Top of INPUT MATERIAL

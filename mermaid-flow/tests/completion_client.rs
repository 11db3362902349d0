use axum::http::{HeaderMap, StatusCode};
use axum::routing::post;
use axum::{Json, Router};
use mermaid_flow::completion::OpenAiClient;
use mermaid_flow_core::config::GenerationConfig;
use mermaid_flow_core::contract::{CompletionClient, DiagramRequest};
use mermaid_flow_core::error::CompletionError;
use serde_json::{json, Value};
use std::sync::{Arc, Mutex};

type Captured = Arc<Mutex<Vec<(Option<String>, Value)>>>;

/// Local stand-in for an OpenAI-compatible endpoint; records every request it gets.
async fn fake_endpoint(status: StatusCode, reply: Value) -> (String, Captured) {
    let captured: Captured = Arc::new(Mutex::new(Vec::new()));
    let sink = captured.clone();
    let app = Router::new().route(
        "/v1/chat/completions",
        post(move |headers: HeaderMap, Json(body): Json<Value>| {
            let sink = sink.clone();
            let reply = reply.clone();
            async move {
                let auth = headers
                    .get("authorization")
                    .and_then(|v| v.to_str().ok())
                    .map(str::to_string);
                sink.lock().unwrap().push((auth, body));
                (status, Json(reply))
            }
        }),
    );
    let listener = tokio::net::TcpListener::bind("127.0.0.1:0").await.unwrap();
    let addr = listener.local_addr().unwrap();
    tokio::spawn(async move {
        axum::serve(listener, app).await.unwrap();
    });
    (format!("http://{addr}/v1/"), captured)
}

fn request_for(base: &str, temperature: Option<f32>) -> DiagramRequest {
    let config = GenerationConfig {
        endpoint_base_url: Some(base.to_string()),
        api_key: Some("sk-test".to_string()),
        model: None,
        temperature,
        prompt_template: Some("Draw: ".to_string()),
    };
    DiagramRequest::from_config(&config, "fn main() {}".to_string()).unwrap()
}

#[tokio::test]
async fn test_complete_sends_one_user_message_and_returns_first_choice() {
    let (base, captured) = fake_endpoint(
        StatusCode::OK,
        json!({
            "choices": [
                { "message": { "role": "assistant", "content": "graph TD\nA-->B" } },
                { "message": { "role": "assistant", "content": "ignored" } }
            ]
        }),
    )
    .await;

    let client = OpenAiClient::new();
    let result = client
        .complete(&request_for(&base, None))
        .await
        .expect("completion should succeed");

    assert_eq!(result.content.as_deref(), Some("graph TD\nA-->B"));

    let calls = captured.lock().unwrap();
    assert_eq!(calls.len(), 1, "exactly one call per request");
    let (auth, body) = &calls[0];
    assert_eq!(auth.as_deref(), Some("Bearer sk-test"));
    assert_eq!(body["model"], "deepseek-chat");
    assert!(body.get("temperature").is_none());
    assert_eq!(body["messages"].as_array().unwrap().len(), 1);
    assert_eq!(body["messages"][0]["role"], "user");
    assert_eq!(body["messages"][0]["content"], "Draw: fn main() {}");
}

#[tokio::test]
async fn test_complete_forwards_temperature() {
    let (base, captured) =
        fake_endpoint(StatusCode::OK, json!({ "choices": [] })).await;

    let result = OpenAiClient::new()
        .complete(&request_for(&base, Some(0.25)))
        .await
        .unwrap();

    assert!(result.content.is_none(), "no choices means no content");
    let calls = captured.lock().unwrap();
    assert_eq!(calls[0].1["temperature"], 0.25);
}

#[tokio::test]
async fn test_complete_surfaces_endpoint_errors() {
    let (base, _captured) = fake_endpoint(
        StatusCode::UNAUTHORIZED,
        json!({ "error": { "message": "Incorrect API key provided" } }),
    )
    .await;

    let err = OpenAiClient::new()
        .complete(&request_for(&base, None))
        .await
        .unwrap_err();

    match err {
        CompletionError::Endpoint { status, body } => {
            assert_eq!(status, 401);
            assert!(body.contains("Incorrect API key provided"));
        }
        other => panic!("Expected endpoint error, got {other:?}"),
    }
}

#[tokio::test]
async fn test_complete_surfaces_transport_errors() {
    let err = OpenAiClient::new()
        .complete(&request_for("http://127.0.0.1:9/v1", None))
        .await
        .unwrap_err();
    assert!(matches!(err, CompletionError::Transport(_)));
}
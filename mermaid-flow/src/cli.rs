///
/// This module implements the CLI interface for mermaid-flow: command parsing,
/// wiring of the real collaborators, and the async `run` entrypoint.
///
/// All pipeline logic (aggregation, prompts, extraction, preview sessions)
/// lives in the [`mermaid-flow-core`] crate. This module is CLI glue only.
///
/// ## Features
/// - [`Cli`] defines the global `--config` option and the three input commands.
/// - [`run`] is the programmatic entrypoint used by `main` and integration tests.
/// - After a preview opens, `run` keeps serving it until every panel is closed
///   or the process receives Ctrl-C.
///
/// [`mermaid-flow-core`]: ../../mermaid-flow-core/
use crate::completion::OpenAiClient;
use crate::desktop::{ConsoleNotifier, SystemClipboard, TerminalSaveDialog};
use crate::flatten::CommandFlattener;
use crate::load_config::{load_config, HostConfig};
use crate::preview_server::{BrowserPresenter, PreviewState};
use anyhow::{Context, Result};
use clap::{Parser, Subcommand};
use mermaid_flow_core::aggregate::{ConcatFlattener, InputSource};
use mermaid_flow_core::contract::{Flattener, Notifier};
use mermaid_flow_core::generate::{generate, Collaborators, GenerationOutcome};
use std::path::PathBuf;
use std::process::ExitCode;
use std::sync::Arc;
use tokio::io::AsyncReadExt;

/// CLI for mermaid-flow: turn source code into a Mermaid flow diagram.
#[derive(Parser)]
#[clap(
    name = "mermaid-flow",
    version,
    about = "Generate a Mermaid flow diagram from code with an OpenAI-compatible model and preview it"
)]
pub struct Cli {
    /// Path to the YAML settings file
    #[clap(long, global = true)]
    pub config: Option<PathBuf>,

    /// Print the preview address instead of opening it in the browser
    #[clap(long, global = true)]
    pub no_open: bool,

    #[clap(subcommand)]
    pub command: Commands,
}

#[derive(Subcommand)]
pub enum Commands {
    /// Generate from a text selection (argument, or stdin when omitted)
    Selection {
        text: Option<String>,
    },
    /// Generate from a single file
    File {
        path: PathBuf,
    },
    /// Generate from several files or folders, flattened into one document
    Capture {
        /// Workspace root; relative paths are resolved against it
        #[clap(long, default_value = ".")]
        workspace: PathBuf,
        paths: Vec<PathBuf>,
    },
}

/// Extracted async CLI logic entrypoint for integration tests and main()
///
/// Pipeline failures were already reported through the notifier, so they map to
/// [`ExitCode::FAILURE`] here; `Err` is reserved for host problems such as an
/// unreadable settings file.
pub async fn run(cli: Cli) -> Result<ExitCode> {
    tracing::info!("trace_initialised");

    let config = load_config(cli.config.as_ref())?;
    let input = read_input(cli.command).await?;

    let notifier: Arc<dyn Notifier> = Arc::new(ConsoleNotifier);
    let state = PreviewState::new(
        Arc::new(TerminalSaveDialog),
        Arc::new(SystemClipboard),
        notifier.clone(),
    );
    let presenter = BrowserPresenter::bind(config.preview_port, state)
        .await
        .context("Failed to start preview server")?
        .launching_browser(!cli.no_open);
    let completion = OpenAiClient::new();
    let flattener = flattener_for(&config);

    let deps = Collaborators {
        completion: &completion,
        flattener: flattener.as_ref(),
        presenter: &presenter,
        notifier: notifier.as_ref(),
    };

    match generate(input, &config.generation, &deps).await {
        GenerationOutcome::Presented { handle, .. } => {
            tracing::info!(command = "generate", location = %handle.location, "Waiting for preview to close");
            println!("{}", handle.location);
            tokio::select! {
                _ = presenter.wait_until_closed() => {
                    tracing::info!("All preview panels closed");
                }
                _ = tokio::signal::ctrl_c() => {
                    tracing::info!("Interrupted, shutting down preview server");
                }
            }
            Ok(ExitCode::SUCCESS)
        }
        GenerationOutcome::NothingToDo(_) | GenerationOutcome::EmptyResult => Ok(ExitCode::SUCCESS),
        GenerationOutcome::Failed(e) => {
            tracing::debug!(command = "generate", error = %e, "Generation failed");
            Ok(ExitCode::FAILURE)
        }
    }
}

fn flattener_for(config: &HostConfig) -> Box<dyn Flattener> {
    match config
        .flatten_command
        .as_deref()
        .and_then(CommandFlattener::from_command)
    {
        Some(tool) => Box::new(tool),
        None => Box::new(ConcatFlattener),
    }
}

async fn read_input(command: Commands) -> Result<InputSource> {
    match command {
        Commands::Selection { text: Some(text) } => Ok(InputSource::Selection(text)),
        Commands::Selection { text: None } => {
            let mut text = String::new();
            tokio::io::stdin()
                .read_to_string(&mut text)
                .await
                .context("Failed to read selection from stdin")?;
            Ok(InputSource::Selection(text))
        }
        Commands::File { path } => {
            let text = tokio::fs::read_to_string(&path)
                .await
                .with_context(|| format!("Error reading file {}", path.display()))?;
            Ok(InputSource::Document { path, text })
        }
        Commands::Capture { workspace, paths } => Ok(InputSource::Capture {
            workspace_root: workspace,
            paths,
        }),
    }
}
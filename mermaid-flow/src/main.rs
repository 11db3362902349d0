use anyhow::Result;
use clap::Parser;
use mermaid_flow::cli::{run, Cli};
use std::process::ExitCode;
use tracing_subscriber::EnvFilter;

#[tokio::main]
async fn main() -> Result<ExitCode> {
    // Load environment
    dotenvy::dotenv().ok();

    // Logs go to stderr so stdout carries only the preview location. They are
    // off unless RUST_LOG asks for them; user-facing messages come from the notifier.
    tracing_subscriber::fmt()
        .with_env_filter(EnvFilter::try_from_default_env().unwrap_or_else(|_| EnvFilter::new("off")))
        .with_writer(std::io::stderr)
        .init();
    tracing::info!("CLI application startup: tracing initialised, environment loaded");

    let cli = Cli::parse();
    tracing::info!("CLI arguments parsed, invoking run");
    let result = run(cli).await;
    match &result {
        Ok(code) => tracing::info!(?code, "CLI completed"),
        Err(e) => tracing::error!(error = %e, "CLI exited with error"),
    }
    result
}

Bottom of INPUT MATERIAL

PROBLEM TO SOLVE ▸ Lines with the word "environment" in them should be copied from the preceding records.

TASK OUTPUT ▸
    // Load environment
    tracing::info!("CLI application startup: tracing initialised, environment loaded");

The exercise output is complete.